Chereads / DOKTER TAMPAN JATUH CINTA / Chapter 5 - Senyum Fara

Chapter 5 - Senyum Fara

Sudah beberapa hari aku tak mengunjungi para pasienku, kebetulan ada seminar di luar kota dan mau tak mau aku tak bisa datang berkunjung ke rumah sakit. Tak seperti biasa, hari ini rumah sakit terlihat sepi. Aku berjalan menuju ruang mawar dengan hanya mengenakan kaos dan jeans.

Entah aku sendiri tak mengerti tiba-tiba aku telah parkir di depan halaman rumah sakit setelah pulang dari Bogor dalam seminar yang bertajuk tentang pentingnya menjaga kesehatan sejak dini. Dan acara itu di sponsori oleh salah satu perusahaan ternama di Indonesia, aku hanya bagian dari serangkaian acara tersebut karena aku hanya memberikan sedikit informasi tentang gizi. Aku adalah dokter yang selalu mengkampanyekan tentang pentingnya gizi untuk kesehatan.

Beberapa suster yang mengenaliku berjalan dan berbisik melihat penampilanku saat ini.
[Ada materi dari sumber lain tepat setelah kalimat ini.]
//!
//! # Custom Error Handling
//!
//! This module defines the custom error type `AppError` used by every HTTP-facing
//! part of the application. Lower layers have their own error types
//! (`StoreError` for persistence, `SessionError` for the session use-case) which
//! are converted into `AppError` at the handler boundary with `?`.
//!
//! `AppError` implements `actix_web::error::ResponseError` so handlers and
//! middleware can return it directly. Internal and database failures are logged
//! with their full detail and rendered to the client as a generic message.

use actix_web::{error::ResponseError, http::StatusCode, HttpResponse};
use serde_json::json;
use thiserror::Error;
use validator::ValidationErrors;

use crate::auth::session::SessionError;
use crate::store::StoreError;

/// Body sent for every 500 response; the real cause only goes to the log.
const INTERNAL_ERROR_MESSAGE: &str = "Internal server error";

/// Represents all possible errors that can reach an HTTP response.
#[derive(Debug, Error)]
pub enum AppError {
    /// Authentication failure during a refresh-token check (HTTP 401).
    #[error("Unauthorized: {0}")]
    Unauthorized(String),
    /// Missing/invalid access token, or an authenticated caller on a guest-only route (HTTP 403).
    #[error("Forbidden: {0}")]
    Forbidden(String),
    /// Malformed request or rejected credentials (HTTP 400).
    #[error("Bad Request: {0}")]
    BadRequest(String),
    /// The requested resource does not exist or is not owned by the caller (HTTP 404).
    #[error("Not Found: {0}")]
    NotFound(String),
    /// Uniqueness violation (HTTP 409).
    #[error("Conflict: {0}")]
    Conflict(String),
    /// Input failed field validation (HTTP 400). Every violated field is reported.
    #[error("Validation Error: {0}")]
    ValidationError(ValidationErrors),
    /// Unexpected server-side failure (HTTP 500).
    #[error("Internal Server Error: {0}")]
    InternalServerError(String),
    /// Failure reported by the database driver (HTTP 500).
    #[error("Database Error: {0}")]
    DatabaseError(String),
}

impl AppError {
    pub fn not_authenticated() -> Self {
        AppError::Forbidden("Not authenticated".into())
    }
}

/// Request bodies are camelCase on the wire while the validated structs use
/// snake_case fields.
fn wire_field_name(field: &str) -> String {
    let mut name = String::with_capacity(field.len());
    let mut upper_next = false;
    for c in field.chars() {
        if c == '_' {
            upper_next = !name.is_empty();
        } else if upper_next {
            name.extend(c.to_uppercase());
            upper_next = false;
        } else {
            name.push(c);
        }
    }
    name
}

/// Flattens validator output into `(field, message)` pairs keyed by the wire
/// field name, sorted by that name.
fn validation_details(errors: &ValidationErrors) -> Vec<(String, String)> {
    let mut details: Vec<(String, String)> = errors
        .field_errors()
        .into_iter()
        .flat_map(|(field, field_errors)| {
            field_errors.iter().map(move |error| {
                let message = error
                    .message
                    .as_ref()
                    .map(|m| m.to_string())
                    .unwrap_or_else(|| format!("{} is invalid", wire_field_name(&field)));
                (wire_field_name(&field), message)
            })
        })
        .collect();
    details.sort();
    details
}

/// Converts `AppError` variants into JSON `HttpResponse` objects.
impl ResponseError for AppError {
    fn status_code(&self) -> StatusCode {
        match self {
            AppError::Unauthorized(_) => StatusCode::UNAUTHORIZED,
            AppError::Forbidden(_) => StatusCode::FORBIDDEN,
            AppError::BadRequest(_) | AppError::ValidationError(_) => StatusCode::BAD_REQUEST,
            AppError::NotFound(_) => StatusCode::NOT_FOUND,
            AppError::Conflict(_) => StatusCode::CONFLICT,
            AppError::InternalServerError(_) | AppError::DatabaseError(_) => {
                StatusCode::INTERNAL_SERVER_ERROR
            }
        }
    }

    fn error_response(&self) -> HttpResponse {
        let mut builder = HttpResponse::build(self.status_code());
        match self {
            AppError::Unauthorized(msg)
            | AppError::Forbidden(msg)
            | AppError::BadRequest(msg)
            | AppError::NotFound(msg)
            | AppError::Conflict(msg) => builder.json(json!({ "error": msg })),
            AppError::ValidationError(errors) => {
                let details = validation_details(errors);
                let summary = details
                    .iter()
                    .map(|(_, message)| message.as_str())
                    .collect::<Vec<_>>()
                    .join(", ");
                let details: Vec<_> = details
                    .iter()
                    .map(|(field, message)| json!({ "field": field, "message": message }))
                    .collect();
                builder.json(json!({ "error": summary, "details": details }))
            }
            AppError::InternalServerError(_) | AppError::DatabaseError(_) => {
                log::error!("{}", self);
                builder.json(json!({ "error": INTERNAL_ERROR_MESSAGE }))
            }
        }
    }
}

/// `RowNotFound` becomes `NotFound`; every other driver error is a `DatabaseError`.
impl From<sqlx::Error> for AppError {
    fn from(error: sqlx::Error) -> AppError {
        match error {
            sqlx::Error::RowNotFound => AppError::NotFound("Record not found".into()),
            _ => AppError::DatabaseError(error.to_string()),
        }
    }
}

impl From<ValidationErrors> for AppError {
    fn from(error: ValidationErrors) -> AppError {
        AppError::ValidationError(error)
    }
}

impl From<bcrypt::BcryptError> for AppError {
    fn from(error: bcrypt::BcryptError) -> AppError {
        AppError::InternalServerError(error.to_string())
    }
}

impl From<StoreError> for AppError {
    fn from(error: StoreError) -> AppError {
        match error {
            StoreError::Conflict(what) => AppError::Conflict(what),
            StoreError::Database(e) => AppError::from(e),
        }
    }
}

impl From<SessionError> for AppError {
    fn from(error: SessionError) -> AppError {
        match error {
            SessionError::DuplicateEmail => AppError::Conflict("Email is already in use!".into()),
            SessionError::InvalidCredentials(_) => {
                AppError::BadRequest("Invalid Credentials".into())
            }
            SessionError::NoToken => AppError::Unauthorized("No refresh token provided".into()),
            SessionError::InvalidToken => AppError::Unauthorized("Invalid refresh token".into()),
            SessionError::ExpiredOrInvalid => {
                AppError::Unauthorized("Invalid or expired refresh token".into())
            }
            SessionError::UserNotFound => AppError::NotFound("User not found".into()),
            SessionError::Store(e) => AppError::from(e),
            SessionError::Hashing(e) => AppError::from(e),
            SessionError::Signing(e) => {
                AppError::InternalServerError(format!("Failed to sign token: {}", e))
            }
            SessionError::Internal(msg) => AppError::InternalServerError(msg),
        }
    }
}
Aku tersenyum melihat mereka dan tak mempedulikannya. Aku hanya ingin melihat keadaan Fara itu saja tak lebih. Dan aku tahu, pasti saat ini ia sedang kesepian karena kerabatnya pasti tak datang untuk menemaninya.

Ini adalah hari Idul Adha di mana seluruh umat muslim di dunia merayakan hari ini yaitu hari Raya Qurban. Aku tahu karena aku sangat mencintai baca dan aku sering membaca tentang sejarah muslim, hanya ingin sekedar mengetahui tentang islam tak lebih. Seorang satpam melihatku dengan tatapan aneh ketika aku berdiri dihadapannya dan tersenyum.

"Dokter Adam."

Sapanya ketika ia sadar bahwa akulah yang tengah berdiri dihadapannya dan ia berusaha untuk berdiri namun tanganku menyuruhnya untuk tetap duduk dan aku berlalu meninggalkannya menaiki anak tangga. Aku berusaha memperlahan langkah kakiku agar tak terdengar langkah kakiku dari ruang atas. Ketika aku tiba di lantai dua aku melongokkan wajahku, sepi, tak ada suster dan dokter muda berjaga bangsal pagi ini. Masih pukul setengah delapan pagi.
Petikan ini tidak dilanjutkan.